# [SUPPLIED RECORDS]

= = = = = = =

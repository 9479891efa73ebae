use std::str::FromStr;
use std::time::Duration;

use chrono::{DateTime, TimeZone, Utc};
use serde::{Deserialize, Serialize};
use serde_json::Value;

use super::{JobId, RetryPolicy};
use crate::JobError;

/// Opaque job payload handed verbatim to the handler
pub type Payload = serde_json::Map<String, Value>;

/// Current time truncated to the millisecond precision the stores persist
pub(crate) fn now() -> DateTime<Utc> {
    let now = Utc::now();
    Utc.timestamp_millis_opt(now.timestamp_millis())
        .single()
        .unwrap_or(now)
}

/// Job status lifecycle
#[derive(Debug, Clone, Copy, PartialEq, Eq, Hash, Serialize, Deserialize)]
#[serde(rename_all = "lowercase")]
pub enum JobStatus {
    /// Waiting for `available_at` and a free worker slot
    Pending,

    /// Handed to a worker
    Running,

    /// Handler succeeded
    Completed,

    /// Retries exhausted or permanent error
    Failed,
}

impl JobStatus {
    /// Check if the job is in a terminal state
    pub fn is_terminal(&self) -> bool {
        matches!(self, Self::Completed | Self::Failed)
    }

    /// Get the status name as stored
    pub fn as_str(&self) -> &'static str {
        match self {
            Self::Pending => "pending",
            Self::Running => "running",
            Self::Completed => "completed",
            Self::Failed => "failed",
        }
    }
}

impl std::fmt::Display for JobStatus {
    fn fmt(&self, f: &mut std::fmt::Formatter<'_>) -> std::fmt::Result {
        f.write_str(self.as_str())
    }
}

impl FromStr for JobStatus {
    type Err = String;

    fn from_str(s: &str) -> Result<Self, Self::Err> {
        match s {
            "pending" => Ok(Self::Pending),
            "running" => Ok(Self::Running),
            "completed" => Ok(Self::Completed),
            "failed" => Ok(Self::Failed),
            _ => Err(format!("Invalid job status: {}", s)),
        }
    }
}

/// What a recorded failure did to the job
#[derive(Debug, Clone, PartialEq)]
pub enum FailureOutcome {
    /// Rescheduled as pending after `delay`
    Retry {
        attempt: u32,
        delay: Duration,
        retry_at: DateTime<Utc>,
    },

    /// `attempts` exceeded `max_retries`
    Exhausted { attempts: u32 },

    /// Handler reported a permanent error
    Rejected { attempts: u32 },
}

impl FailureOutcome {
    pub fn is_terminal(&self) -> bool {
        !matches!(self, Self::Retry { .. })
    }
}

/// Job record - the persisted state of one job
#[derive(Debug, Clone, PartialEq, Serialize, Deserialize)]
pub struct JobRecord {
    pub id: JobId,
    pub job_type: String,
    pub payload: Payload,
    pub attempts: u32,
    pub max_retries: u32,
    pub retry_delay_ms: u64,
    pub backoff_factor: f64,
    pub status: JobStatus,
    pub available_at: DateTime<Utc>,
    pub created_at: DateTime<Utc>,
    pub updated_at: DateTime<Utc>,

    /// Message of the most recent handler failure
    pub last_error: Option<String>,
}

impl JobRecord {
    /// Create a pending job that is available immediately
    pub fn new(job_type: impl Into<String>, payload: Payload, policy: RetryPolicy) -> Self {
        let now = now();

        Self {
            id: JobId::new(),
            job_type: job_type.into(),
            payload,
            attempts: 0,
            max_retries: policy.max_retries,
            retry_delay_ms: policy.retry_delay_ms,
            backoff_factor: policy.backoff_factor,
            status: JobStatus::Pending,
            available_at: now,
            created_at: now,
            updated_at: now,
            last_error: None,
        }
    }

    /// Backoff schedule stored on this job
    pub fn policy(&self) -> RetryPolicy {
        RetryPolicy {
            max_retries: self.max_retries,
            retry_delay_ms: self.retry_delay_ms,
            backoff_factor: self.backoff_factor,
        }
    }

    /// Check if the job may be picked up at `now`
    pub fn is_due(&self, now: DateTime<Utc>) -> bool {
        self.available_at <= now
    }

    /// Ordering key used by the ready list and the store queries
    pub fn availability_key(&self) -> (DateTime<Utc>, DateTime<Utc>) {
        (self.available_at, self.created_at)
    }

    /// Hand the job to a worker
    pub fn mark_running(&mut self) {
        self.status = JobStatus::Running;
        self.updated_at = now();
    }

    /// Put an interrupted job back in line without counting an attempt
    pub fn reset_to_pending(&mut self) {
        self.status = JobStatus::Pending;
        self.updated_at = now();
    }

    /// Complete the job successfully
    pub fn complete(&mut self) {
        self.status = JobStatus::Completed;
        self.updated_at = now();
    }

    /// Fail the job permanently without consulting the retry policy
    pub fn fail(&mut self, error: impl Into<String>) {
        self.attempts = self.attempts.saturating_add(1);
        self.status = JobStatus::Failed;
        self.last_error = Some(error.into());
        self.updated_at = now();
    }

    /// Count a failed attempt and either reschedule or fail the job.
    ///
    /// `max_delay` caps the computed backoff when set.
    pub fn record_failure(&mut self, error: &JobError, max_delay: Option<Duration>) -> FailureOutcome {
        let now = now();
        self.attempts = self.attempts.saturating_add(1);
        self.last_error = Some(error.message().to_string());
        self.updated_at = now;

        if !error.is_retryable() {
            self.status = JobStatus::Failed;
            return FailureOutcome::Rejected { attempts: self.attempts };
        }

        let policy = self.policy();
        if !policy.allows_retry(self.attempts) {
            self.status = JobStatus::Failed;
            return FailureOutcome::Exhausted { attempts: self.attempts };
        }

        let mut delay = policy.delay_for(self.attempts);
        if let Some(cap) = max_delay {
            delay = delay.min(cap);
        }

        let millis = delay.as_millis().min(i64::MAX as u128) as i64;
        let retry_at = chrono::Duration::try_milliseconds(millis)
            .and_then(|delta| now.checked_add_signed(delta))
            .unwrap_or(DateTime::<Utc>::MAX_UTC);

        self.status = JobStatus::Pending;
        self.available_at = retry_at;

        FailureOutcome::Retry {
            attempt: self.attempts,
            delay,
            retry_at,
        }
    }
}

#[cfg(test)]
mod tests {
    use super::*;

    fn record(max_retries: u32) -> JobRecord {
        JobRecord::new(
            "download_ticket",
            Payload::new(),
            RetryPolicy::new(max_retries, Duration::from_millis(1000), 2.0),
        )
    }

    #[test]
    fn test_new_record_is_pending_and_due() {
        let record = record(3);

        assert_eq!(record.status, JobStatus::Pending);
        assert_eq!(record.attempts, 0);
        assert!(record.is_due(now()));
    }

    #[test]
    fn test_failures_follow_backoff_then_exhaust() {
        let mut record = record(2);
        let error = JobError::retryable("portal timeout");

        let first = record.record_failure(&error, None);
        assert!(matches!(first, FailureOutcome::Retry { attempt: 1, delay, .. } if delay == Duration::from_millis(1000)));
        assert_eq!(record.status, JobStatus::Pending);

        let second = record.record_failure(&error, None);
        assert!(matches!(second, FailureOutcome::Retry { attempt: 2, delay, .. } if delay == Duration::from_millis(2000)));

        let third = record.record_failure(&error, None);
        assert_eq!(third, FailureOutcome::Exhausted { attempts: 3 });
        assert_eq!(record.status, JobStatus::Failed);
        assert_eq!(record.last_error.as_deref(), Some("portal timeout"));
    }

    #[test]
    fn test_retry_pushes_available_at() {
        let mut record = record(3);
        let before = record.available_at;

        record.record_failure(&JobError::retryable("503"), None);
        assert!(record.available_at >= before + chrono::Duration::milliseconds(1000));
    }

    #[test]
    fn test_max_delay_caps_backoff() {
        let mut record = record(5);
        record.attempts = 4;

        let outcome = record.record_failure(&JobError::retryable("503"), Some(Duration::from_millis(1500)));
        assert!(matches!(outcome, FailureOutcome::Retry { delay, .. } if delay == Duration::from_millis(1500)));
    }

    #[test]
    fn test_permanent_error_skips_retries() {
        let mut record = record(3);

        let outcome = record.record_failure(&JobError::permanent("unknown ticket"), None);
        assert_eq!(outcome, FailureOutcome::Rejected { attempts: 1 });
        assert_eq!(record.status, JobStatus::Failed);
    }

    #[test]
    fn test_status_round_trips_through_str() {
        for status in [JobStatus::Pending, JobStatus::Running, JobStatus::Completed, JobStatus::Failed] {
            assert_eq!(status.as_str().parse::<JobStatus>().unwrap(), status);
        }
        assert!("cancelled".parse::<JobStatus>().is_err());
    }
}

= = = = = = =

# [YOUR INSTRUCTIONS]
Pull every line containing the word "DateTime" out of the material.

# [SOLVED PROBLEM]
use chrono::{DateTime, TimeZone, Utc};
pub(crate) fn now() -> DateTime<Utc> {
        retry_at: DateTime<Utc>,
    pub available_at: DateTime<Utc>,
    pub created_at: DateTime<Utc>,
    pub updated_at: DateTime<Utc>,
    pub fn is_due(&self, now: DateTime<Utc>) -> bool {
    pub fn availability_key(&self) -> (DateTime<Utc>, DateTime<Utc>) {
            .unwrap_or(DateTime::<Utc>::MAX_UTC);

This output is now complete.